SteveR wrote:
What would that be with a D800, Babu? Don't forget, too, that all pixels are not created equal. Besides, 9mp is enough to print a billboard size photograph.
Although I've migrated more towards Thom Hogan, I did happen upon this D5 review by Ken Rockwell. The photos alone are well worth viewing. Don't knock a crop image from a D5.
http://www.kenrockwell.com/nikon/d5.htmSomebody earlier made an interesting point about crop factor and focal length and this might interest the birders especially.
Lets take a 400mm lens which has a crop factor of 1.5x ok.
so a full frame sensor is 36mm by 24mm and a crop sensor is 24 mm by 16mm lets say for easier math each pixel is 1mm by 1mm
so 36 x 24 = 864 pixels total 24 x 16 = 384
So lets say we have a bird that is 8mm wide by 6mm high on the sensor, with our 2 camera's thats 48 pixels occupied by bird so we can also say the other pixels are not bird 836 pixels of not bird on the full frame and 336 pixels of not bird on the crop sensor.
So we are only interested in pixels with bird in them so we crop down so the bird fills the frame. It is at this point the 2 images are identical.
Ok you throw away more unwanted pixels with the full frame than the crop sensor but the results are the same. The only magnification difference wasn't at the sensor but at the view finder!
Now my k5 is a 16 Mpix crop sensor with area of 384 square mm so 16million / 384 = 41,666 pixels per square mm So multiply that by 864 and that makes a full frame camera with 36 Mpix
So my K5 has the same resolution as a K1 or a Nikon D800! The Full frame sensor has more freedom to crop so if you nailed the bird with the centre focal point you can crop so the bird is at one of the thirds positions for example, you have so much background you can recompose in post.
What the camera see's at the sensor is the same be it dx or fx, what the photographer see's at the view finder is different but does it matter if you are using auto focus?
Manual Focus you could have a magnifying optical view finder (or with a camera with an EVF a certain amount of zoom). But then again just about every dslr gives you focus confirmation anyway.

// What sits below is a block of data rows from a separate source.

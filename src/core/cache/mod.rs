//! Cache: 内容寻址缓存的目录布局、哈希计算以及 URL 索引
//!
//! 目录结构（位于 `data_dir` 下）：
//!
//! - `url_hashes.txt`: URL -> 内容哈希
//! - `url_filenames.txt`: URL -> 文件名
//! - `Downloads/<hash>`: 以内容哈希命名的缓存文件
//! - `Downloads/temp_<uuid>.part`: 下载中的临时文件

pub mod index;
pub mod properties;

pub use index::{CacheEntry, ContentIndex};

use base64::engine::general_purpose::URL_SAFE;
use base64::Engine as _;
use regex::Regex;
use sha2::{Digest, Sha256};
use std::fs;
use std::io::{self, Read};
use std::path::{Path, PathBuf};
use std::sync::OnceLock;
use uuid::Uuid;

use crate::core::error::{DownloadError, DownloadResult};

pub const DOWNLOADS_DIR: &str = "Downloads";
pub const URL_HASHES_FILE: &str = "url_hashes.txt";
pub const URL_FILENAMES_FILE: &str = "url_filenames.txt";

const TEMP_FILE_PREFIX: &str = "temp_";
const TEMP_FILE_SUFFIX: &str = ".part";
const HASH_READ_BUFFER: usize = 64 * 1024;

fn temp_file_pattern() -> &'static Regex {
    static PATTERN: OnceLock<Regex> = OnceLock::new();
    PATTERN.get_or_init(|| Regex::new(r"^temp_.+\.part$").expect("临时文件正则无效"))
}

/// 缓存目录布局
#[derive(Debug, Clone)]
pub struct CacheLayout {
    root: PathBuf,
}

impl CacheLayout {
    pub fn new(root: impl Into<PathBuf>) -> Self {
        Self { root: root.into() }
    }

    pub fn root(&self) -> &Path {
        &self.root
    }

    pub fn downloads_dir(&self) -> PathBuf {
        self.root.join(DOWNLOADS_DIR)
    }

    pub fn url_hashes_file(&self) -> PathBuf {
        self.root.join(URL_HASHES_FILE)
    }

    pub fn url_filenames_file(&self) -> PathBuf {
        self.root.join(URL_FILENAMES_FILE)
    }

    /// 任务私有的临时文件，按任务ID确定
    pub fn temp_file(&self, task_id: Uuid) -> PathBuf {
        self.downloads_dir()
            .join(format!("{}{}{}", TEMP_FILE_PREFIX, task_id, TEMP_FILE_SUFFIX))
    }

    pub fn file_for_hash(&self, hash: &str) -> PathBuf {
        self.downloads_dir().join(hash)
    }

    pub fn is_temp_file_name(name: &str) -> bool {
        temp_file_pattern().is_match(name)
    }

    pub fn ensure_dirs(&self) -> io::Result<()> {
        fs::create_dir_all(self.downloads_dir())
    }
}

/// SHA-256 摘要的 URL 安全 base64 编码（带填充）
pub fn encode_hash(digest: &[u8]) -> String {
    URL_SAFE.encode(digest)
}

/// 名称是否为合法的内容哈希
pub fn is_hash_name(name: &str) -> bool {
    URL_SAFE
        .decode(name)
        .map(|bytes| bytes.len() == 32)
        .unwrap_or(false)
}

pub fn hash_bytes(data: &[u8]) -> String {
    encode_hash(&Sha256::digest(data))
}

/// 阻塞地计算文件内容哈希
pub fn hash_file_blocking(path: &Path) -> io::Result<String> {
    let mut file = fs::File::open(path)?;
    let mut hasher = Sha256::new();
    let mut buffer = vec![0u8; HASH_READ_BUFFER];
    loop {
        let read = file.read(&mut buffer)?;
        if read == 0 {
            break;
        }
        hasher.update(&buffer[..read]);
    }
    Ok(encode_hash(&hasher.finalize()))
}

/// 在阻塞线程池中计算文件哈希
pub async fn hash_file(path: PathBuf) -> DownloadResult<String> {
    let display = path.display().to_string();
    tokio::task::spawn_blocking(move || hash_file_blocking(&path))
        .await
        .map_err(|e| DownloadError::PlacementFailure(format!("哈希线程异常: {}", e)))?
        .map_err(|e| DownloadError::PlacementFailure(format!("无法计算哈希 {}: {}", display, e)))
}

It's probably true that most people using a crop sensor will have 24 Mpix or more but is that an advantage?
Only if your printing at a size where individual pixels are becoming noticeable maybe viewing at 100% on a low resolution screen, 100% on a retina screen is still going to look pretty good because the pixels are so small.

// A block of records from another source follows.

use serde::{Deserialize, Serialize};
use std::fs;
use std::path::Path;
use std::time::Duration;

use crate::core::cache::CacheLayout;
use crate::core::error::DownloadError;
use crate::core::task::TaskOptions;

/// 配置结构体
#[derive(Debug, Serialize, Deserialize, Clone)]
#[serde(default)]
pub struct Config {
    /// 缓存数据目录，索引文件与 Downloads 目录都在这里
    pub data_dir: String,
    /// 同时运行的下载任务数，0 表示按 CPU 核数
    pub worker_count: usize,
    /// 等待执行的任务队列容量
    pub queue_capacity: usize,
    /// 单次下载的超时时间（秒），0 表示不限制
    pub fetch_timeout: u64,
    /// 建立连接的超时时间（秒）
    pub connect_timeout: u64,
    /// User-Agent
    pub user_agent: String,
    /// 写入缓冲区大小（字节）
    pub buffer_size: usize,
    /// 同一 URL 的并发请求是否合并为一次下载
    pub coalesce_in_flight: bool,
    /// 启动时是否校验缓存文件内容与文件名一致
    pub verify_cache_on_load: bool,
    /// 启动时是否清理上次残留的临时文件
    pub clean_temp_on_startup: bool,
    /// 日志级别: error / warn / info / debug / trace
    pub log_level: String,
    /// 日志文件路径，为空时只输出到终端
    pub log_file: String,
}

impl Default for Config {
    fn default() -> Self {
        Self {
            data_dir: "./cachedown".to_string(),
            worker_count: 0,
            queue_capacity: 256,
            fetch_timeout: 0,
            connect_timeout: 30,
            user_agent: concat!("cachedown/", env!("CARGO_PKG_VERSION")).to_string(),
            buffer_size: crate::core::task::util::DEFAULT_BUFFER_SIZE,
            coalesce_in_flight: true,
            verify_cache_on_load: true,
            clean_temp_on_startup: true,
            log_level: "info".to_string(),
            log_file: String::new(),
        }
    }
}

impl Config {
    /// 加载配置文件，文件不存在或格式错误时写入带教程的默认配置
    pub fn load(path: &str) -> Result<Self, DownloadError> {
        if Path::new(path).exists() {
            let content = fs::read_to_string(path)?;
            match toml::from_str(&content) {
                Ok(config) => Ok(config),
                Err(e) => {
                    eprintln!("配置文件格式错误: {}，将使用默认配置", e);
                    let config = Config::default();
                    Config::save_with_tutorial(&config, path)?;
                    Ok(config)
                }
            }
        } else {
            let config = Config::default();
            Config::save_with_tutorial(&config, path)?;
            Ok(config)
        }
    }

    /// 保存带教程的配置文件（唯一写入方法）
    pub fn save_with_tutorial(&self, path: &str) -> Result<(), DownloadError> {
        if let Some(parent) = Path::new(path).parent() {
            if !parent.as_os_str().is_empty() {
                fs::create_dir_all(parent)?;
            }
        }
        let tutorial_content = Config::generate_tutorial_content();
        let config_content = toml::to_string_pretty(self)
            .map_err(|e| DownloadError::Unknown(format!("无法序列化配置: {}", e)))?;
        let full_content = format!("{}\n{}", tutorial_content, config_content);
        fs::write(path, full_content)?;
        Ok(())
    }

    /// 生成配置文件教程内容（静态方法）
    fn generate_tutorial_content() -> String {
        r#"# cachedown 配置文件
# ====================
#
# 这是一个 TOML 格式的配置文件，用于配置 cachedown 下载缓存的行为。
# 你可以根据需要修改文件末尾的设置，然后保存文件。
#
# 配置文件位置：
# - Windows: %APPDATA%/cachedown/cachedown.conf
# - macOS: ~/Library/Application Support/cachedown/cachedown.conf
# - Linux: ~/.config/cachedown/cachedown.conf
#
# 命令行参数会覆盖配置文件中的设置，优先级：命令行 > 配置文件 > 默认值
#
# 使用示例：
#   cachedown https://example.com/file.zip                  # 下载并缓存
#   cachedown -o ./out https://example.com/file.zip         # 下载后导出到 ./out
#   cachedown --force https://example.com/file.zip          # 忽略缓存重新下载
#   cachedown --remove --delete https://example.com/file.zip  # 从缓存中移除并删除文件
#   cachedown --list                                         # 列出缓存索引
#
# ==================== 配置项说明 ====================
#
# data_dir             缓存数据目录。目录结构：
#                        url_hashes.txt      URL -> 内容哈希
#                        url_filenames.txt   URL -> 文件名
#                        Downloads/<哈希>    缓存文件
# worker_count         同时运行的下载任务数，0 表示按 CPU 核数
# queue_capacity       等待执行的任务队列容量，队列满时新任务会被拒绝
# fetch_timeout        单次下载的超时时间（秒），0 表示不限制
# connect_timeout      建立连接的超时时间（秒）
# user_agent           请求使用的 User-Agent
# buffer_size          写入缓冲区大小（字节），建议 4096-65536
# coalesce_in_flight   同一 URL 正在下载时，新的请求等待其完成后直接使用缓存
# verify_cache_on_load 启动时重新计算缓存文件哈希，内容不符的文件不会被使用（默认开启）
#                      关闭后启动更快，但被改动过的文件也会被当作缓存
# clean_temp_on_startup 启动时删除上次残留的 temp_*.part 文件
# log_level            日志级别: error / warn / info / debug / trace
#                      环境变量 RUST_LOG 优先
# log_file             日志文件路径，为空时只输出到终端
#
# ==================== 故障排除 ====================
#
# 问题：同一个文件被下载了两次
# 解决：确认 coalesce_in_flight = true，并且没有使用 --force
#
# 问题：大文件下载总是失败
# 解决：增大 fetch_timeout，或设为 0 不限制
#
# 问题：缓存文件被手动修改过
# 解决：保持 verify_cache_on_load = true，内容不符的文件会在下次下载时被替换
"#
        .to_string()
    }

    /// 校验配置合法性
    pub fn validate(&self) -> Result<(), DownloadError> {
        // 验证数据目录
        if self.data_dir.trim().is_empty() {
            return Err(DownloadError::InvalidConfig("数据目录不能为空".to_string()));
        }

        // 验证队列容量
        if self.queue_capacity == 0 {
            return Err(DownloadError::InvalidConfig("队列容量必须大于0".to_string()));
        }

        // 验证连接超时
        if self.connect_timeout == 0 {
            return Err(DownloadError::InvalidConfig("连接超时时间必须大于0".to_string()));
        }

        // 验证缓冲区大小
        if self.buffer_size == 0 {
            return Err(DownloadError::InvalidConfig("缓冲区大小必须大于0".to_string()));
        }

        if self.user_agent.trim().is_empty() {
            return Err(DownloadError::InvalidConfig("User-Agent 不能为空".to_string()));
        }

        if crate::utils::logger::parse_level(&self.log_level).is_none() {
            return Err(DownloadError::InvalidConfig(format!(
                "未知的日志级别: {}",
                self.log_level
            )));
        }

        Ok(())
    }

    /// 合并命令行参数到配置
    pub fn merge_from_args(&mut self, args: &crate::cli::Args) {
        // 命令行参数覆盖配置文件
        if let Some(data_dir) = &args.data_dir {
            self.data_dir = data_dir.clone();
        }

        if let Some(workers) = args.workers {
            self.worker_count = workers;
        }

        if let Some(timeout) = args.timeout {
            self.fetch_timeout = timeout;
        }

        if let Some(level) = &args.log_level {
            self.log_level = level.clone();
        }
    }

    pub fn layout(&self) -> CacheLayout {
        CacheLayout::new(&self.data_dir)
    }

    /// 实际使用的工作槽数量
    pub fn effective_worker_count(&self) -> usize {
        if self.worker_count > 0 {
            self.worker_count
        } else {
            std::thread::available_parallelism()
                .map(|n| n.get())
                .unwrap_or(1)
        }
    }

    pub fn fetch_timeout_duration(&self) -> Option<Duration> {
        if self.fetch_timeout == 0 {
            None
        } else {
            Some(Duration::from_secs(self.fetch_timeout))
        }
    }

    pub fn connect_timeout_duration(&self) -> Duration {
        Duration::from_secs(self.connect_timeout.max(1))
    }

    pub fn task_options(&self) -> TaskOptions {
        TaskOptions {
            buffer_size: self.buffer_size,
            fetch_timeout: self.fetch_timeout_duration(),
        }
    }

    /// 获取配置摘要信息
    pub fn get_summary(&self) -> String {
        format!(
            "配置摘要:\n\
            - 数据目录: {}\n\
            - 工作槽数: {}\n\
            - 队列容量: {}\n\
            - 下载超时: {}\n\
            - 连接超时: {} 秒\n\
            - 缓冲区: {} 字节\n\
            - 合并并发请求: {}\n\
            - 启动校验缓存: {}",
            self.data_dir,
            self.effective_worker_count(),
            self.queue_capacity,
            if self.fetch_timeout == 0 { "不限制".to_string() } else { format!("{} 秒", self.fetch_timeout) },
            self.connect_timeout,
            self.buffer_size,
            if self.coalesce_in_flight { "启用" } else { "禁用" },
            if self.verify_cache_on_load { "启用" } else { "禁用" }
        )
    }
}

#[cfg(test)]
mod tests {
    use super::*;

    #[test]
    fn test_config_default() {
        let config = Config::default();
        assert_eq!(config.data_dir, "./cachedown");
        assert_eq!(config.worker_count, 0);
        assert_eq!(config.buffer_size, 8192);
        assert!(config.coalesce_in_flight);
        assert!(config.clean_temp_on_startup);
        assert!(config.verify_cache_on_load);
        assert!(config.fetch_timeout_duration().is_none());
        assert!(config.effective_worker_count() >= 1);
    }

    #[test]
    fn test_config_validation() {
        let mut config = Config::default();
        assert!(config.validate().is_ok());

        config.queue_capacity = 0;
        assert!(matches!(config.validate(), Err(DownloadError::InvalidConfig(_))));

        config = Config::default();
        config.data_dir = " ".to_string();
        assert!(config.validate().is_err());

        config = Config::default();
        config.log_level = "loud".to_string();
        assert!(config.validate().is_err());
    }

    #[test]
    fn test_config_save_load() {
        let dir = tempfile::tempdir().unwrap();
        let path = dir.path().join("nested").join("cachedown.conf");
        let path = path.to_str().unwrap();

        let mut config = Config::default();
        config.worker_count = 3;
        config.fetch_timeout = 15;
        config.save_with_tutorial(path).expect("保存带教程的配置失败");
        let loaded = Config::load(path).expect("加载配置失败");

        assert_eq!(loaded.worker_count, 3);
        assert_eq!(loaded.fetch_timeout_duration(), Some(Duration::from_secs(15)));
        assert_eq!(loaded.data_dir, config.data_dir);
    }

    #[test]
    fn test_config_save_with_tutorial() {
        let dir = tempfile::tempdir().unwrap();
        let path = dir.path().join("cachedown.conf");
        let path = path.to_str().unwrap();
        Config::default().save_with_tutorial(path).expect("保存带教程的配置失败");
        let content = fs::read_to_string(path).expect("读取配置文件失败");
        assert!(content.contains("cachedown 配置文件"));
        assert!(content.contains("使用示例"));
        assert!(content.contains("故障排除"));
        assert!(content.contains("coalesce_in_flight = true"));
    }

    #[test]
    fn test_config_missing_or_broken_file_falls_back() {
        let dir = tempfile::tempdir().unwrap();
        let missing = dir.path().join("missing.conf");
        let config = Config::load(missing.to_str().unwrap()).unwrap();
        assert_eq!(config.queue_capacity, 256);
        assert!(missing.exists());

        let broken = dir.path().join("broken.conf");
        fs::write(&broken, "worker_count = \"many\"").unwrap();
        let config = Config::load(broken.to_str().unwrap()).unwrap();
        assert_eq!(config.worker_count, 0);

        let partial = dir.path().join("partial.conf");
        fs::write(&partial, "worker_count = 5\n").unwrap();
        let config = Config::load(partial.to_str().unwrap()).unwrap();
        assert_eq!(config.worker_count, 5);
        assert_eq!(config.connect_timeout, 30);
    }

    #[test]
    fn test_task_options() {
        let mut config = Config::default();
        config.buffer_size = 1024;
        config.fetch_timeout = 2;
        let options = config.task_options();
        assert_eq!(options.buffer_size, 1024);
        assert_eq!(options.fetch_timeout, Some(Duration::from_secs(2)));
    }

    #[test]
    fn test_config_summary() {
        let summary = Config::default().get_summary();
        assert!(summary.contains("配置摘要"));
        assert!(summary.contains("数据目录"));
        assert!(summary.contains("不限制"));
    }
}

There is also the noise factor of smaller pixel sites which could degrade your image, that is you are not recording greater detail but greater noise.

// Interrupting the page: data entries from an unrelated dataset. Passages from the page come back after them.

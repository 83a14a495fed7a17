//! CLI: 命令行接口和参数解析模块
//!
//! ## 主要功能
//!
//! - 命令行参数解析和验证
//! - 配置文件路径管理
//! - URL 列表处理（命令行参数和文件）
//! - 配置文件编辑器集成
//!
//! ## 支持的命令
//!
//! - 下载并缓存：`cachedown <url>`
//! - 批量下载：`cachedown -f urls.txt`
//! - 导出文件：`cachedown -o ./out <url>`
//! - 强制刷新：`cachedown --force <url>`
//! - 移除缓存：`cachedown --remove --delete <url>`
//! - 列出缓存：`cachedown --list`
//! - 编辑配置：`cachedown -e`
//!
//! ## 平台支持
//!
//! - Windows: `%APPDATA%/cachedown/cachedown.conf`
//! - macOS: `~/Library/Application Support/cachedown/cachedown.conf`
//! - Linux: `~/.config/cachedown/cachedown.conf`

use clap::Parser;
use std::env;
use std::fs;
use std::path::Path;

use crate::config::Config;
use crate::core::error::DownloadError;

/// 获取平台默认配置文件路径
pub fn default_config_path() -> String {
    #[cfg(target_os = "windows")]
    {
        let appdata = env::var("APPDATA").unwrap_or_else(|_| ".".to_string());
        format!("{}/cachedown/cachedown.conf", appdata)
    }
    #[cfg(target_os = "macos")]
    {
        let home = env::var("HOME").unwrap_or_else(|_| ".".to_string());
        format!("{}/Library/Application Support/cachedown/cachedown.conf", home)
    }
    #[cfg(not(any(target_os = "windows", target_os = "macos")))]
    {
        let home = env::var("HOME").unwrap_or_else(|_| ".".to_string());
        format!("{}/.config/cachedown/cachedown.conf", home)
    }
}

/// 打开配置文件编辑器
pub fn open_config_in_editor(config_path: &str) {
    #[cfg(target_os = "windows")]
    {
        std::process::Command::new("notepad").arg(config_path).status().ok();
    }
    #[cfg(target_os = "macos")]
    {
        std::process::Command::new("open").arg("-e").arg(config_path).status().ok();
    }
    #[cfg(not(any(target_os = "windows", target_os = "macos")))]
    {
        // 优先 xdg-open，否则 nano
        if std::process::Command::new("xdg-open").arg(config_path).status().is_err() {
            let _ = std::process::Command::new("nano").arg(config_path).status();
        }
    }
}

/// cachedown 命令行参数
///
/// 示例用法：
///   cachedown https://example.com/file.zip
///   cachedown -o ./out https://example.com/file.zip
///   cachedown --remove --delete https://example.com/file.zip
///   cachedown --list --json
///
/// 更多用法请加 --help 查看
#[derive(Parser, Debug, Clone)]
#[command(
    name = "cachedown",
    author = "panzhifu",
    version = env!("CARGO_PKG_VERSION"),
    about = "一个用 Rust 编写的内容寻址下载缓存",
    long_about = "按内容的 SHA-256 缓存下载结果，同一个 URL 只下载一次，重启后继续复用。\n\n示例：\n  cachedown https://example.com/file.zip\n  cachedown -o ./out -n data.zip https://example.com/file.zip\n  cachedown --force https://example.com/file.zip\n  cachedown --remove --delete https://example.com/file.zip\n  cachedown --list\n"
)]
pub struct Args {
    /// 要下载的URL列表（可同时指定多个）
    #[arg(required = false, help = "要下载的URL列表，可以同时指定多个URL。")]
    pub urls: Vec<String>,

    /// 包含URL列表的文件路径
    #[arg(short, long, help = "包含URL列表的文件路径，每行一个URL。")]
    pub file: Option<String>,

    /// 配置文件路径，默认为平台推荐路径
    #[arg(short = 'c', long, default_value_t = default_config_path(), help = "配置文件路径，默认为平台推荐路径。")]
    pub config: String,

    /// 编辑配置文件（-e 或 --edit）
    #[arg(short = 'e', long = "edit", help = "用系统默认编辑器打开配置文件并退出。")]
    pub edit_config: bool,

    /// 缓存数据目录
    #[arg(long, short = 'd', help = "缓存数据目录，覆盖配置文件中的设置。")]
    pub data_dir: Option<String>,

    /// 导出目录
    #[arg(long = "out-dir", short = 'o', help = "下载完成后把文件复制到该目录。")]
    pub out_dir: Option<String>,

    /// 导出时使用的文件名
    #[arg(long, short = 'n', help = "导出时使用的文件名，覆盖URL自动推断，仅对单个URL有效。")]
    pub file_name: Option<String>,

    /// 工作槽数量
    #[arg(long, short = 't', help = "同时运行的下载数量，覆盖配置文件中的设置。")]
    pub workers: Option<usize>,

    /// 单个下载的超时
    #[arg(long, help = "单个下载的超时（秒），0 表示不限制。")]
    pub timeout: Option<u64>,

    /// 日志级别
    #[arg(long, help = "日志级别：error、warn、info、debug、trace。")]
    pub log_level: Option<String>,

    /// 忽略缓存重新下载
    #[arg(long, help = "忽略已有缓存，重新下载。")]
    pub force: bool,

    /// 移除URL的任务和缓存映射
    #[arg(long, conflicts_with = "list", help = "移除URL的缓存映射。")]
    pub remove: bool,

    /// 移除时同时删除缓存文件
    #[arg(long, requires = "remove", help = "与 --remove 一起使用，同时删除缓存文件。")]
    pub delete: bool,

    /// 列出缓存中的URL
    #[arg(long, help = "列出缓存中的所有URL并退出。")]
    pub list: bool,

    /// 以 JSON 输出结果
    #[arg(long, help = "以 JSON 格式输出结果。")]
    pub json: bool,
}

impl Args {
    /// 解析命令行参数并加载合并后的配置
    pub fn parse_args() -> Result<(Self, Config), DownloadError> {
        let args = Args::parse();
        let config = args.load_config()?;
        Ok((args, config))
    }

    /// 加载或创建配置文件，再用命令行参数覆盖
    pub fn load_config(&self) -> Result<Config, DownloadError> {
        let mut config = Config::load(&self.config)
            .map_err(|e| DownloadError::InvalidConfig(format!("无法读取配置文件 {}: {}", self.config, e)))?;

        // 合并命令行参数到配置
        config.merge_from_args(self);
        config.validate()?;
        Ok(config)
    }

    /// 收集命令行和文件中的 URL，列出缓存时允许为空
    pub fn get_urls(&self) -> Result<Vec<String>, DownloadError> {
        let mut urls = Vec::new();
        urls.extend_from_slice(&self.urls);

        if let Some(file_path) = &self.file {
            if !Path::new(file_path).exists() {
                return Err(DownloadError::InvalidConfig(format!("URL文件不存在: {}", file_path)));
            }
            let content = fs::read_to_string(file_path)?;

            // 按行读取URL，忽略空行和注释
            for line in content.lines() {
                let line = line.trim();
                if !line.is_empty() && !line.starts_with('#') {
                    urls.push(line.to_string());
                }
            }
        }

        for url in &urls {
            crate::utils::validator::parse_source_url(url)?;
        }

        if urls.is_empty() && !self.list {
            return Err(DownloadError::InvalidUrl(
                "未提供任何URL。请通过命令行参数或文件提供至少一个URL。".to_string(),
            ));
        }

        Ok(urls)
    }
}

So small subject in the frame advantage full frame due to greater cropping freedom
large subject in frame advantage full frame due to less magnification being used in the final image.
sports probably advantage dx since you have less data to shift you can hit a faster frame rate and get more shots in the buffer.
Really the big IQ killer is magnification as you are magnifying defects in the optical system. So maybe you need better quality lenses for dx...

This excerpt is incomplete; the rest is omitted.